*Work to complete*:
Only a number is wanted here: the count of lines in the entries below that contain the word "MissingField".
━━━━━━━━━━━━━━━━
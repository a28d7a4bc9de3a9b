use std::fmt;

#[derive(Debug, Clone, PartialEq, Eq)]
pub enum ValidationError {
    /// The record is not a JSON object.
    NotAnObject(&'static str),
    /// A required field is absent and has no default.
    MissingField(String),
    /// A field's value cannot be coerced to its declared type.
    InvalidType {
        field: String,
        expected: &'static str,
        found: String,
    },
}

impl fmt::Display for ValidationError {
    fn fmt(&self, f: &mut fmt::Formatter<'_>) -> fmt::Result {
        match self {
            ValidationError::NotAnObject(found) => {
                write!(f, "expected an object, got {}", found)
            }
            ValidationError::MissingField(field) => {
                write!(f, "missing required field: {}", field)
            }
            ValidationError::InvalidType {
                field,
                expected,
                found,
            } => write!(
                f,
                "field {} must be of type {} (got {})",
                field, expected, found
            ),
        }
    }
}

impl std::error::Error for ValidationError {}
━━━━━━━━━━━━━━━━
*Response to the task*:
2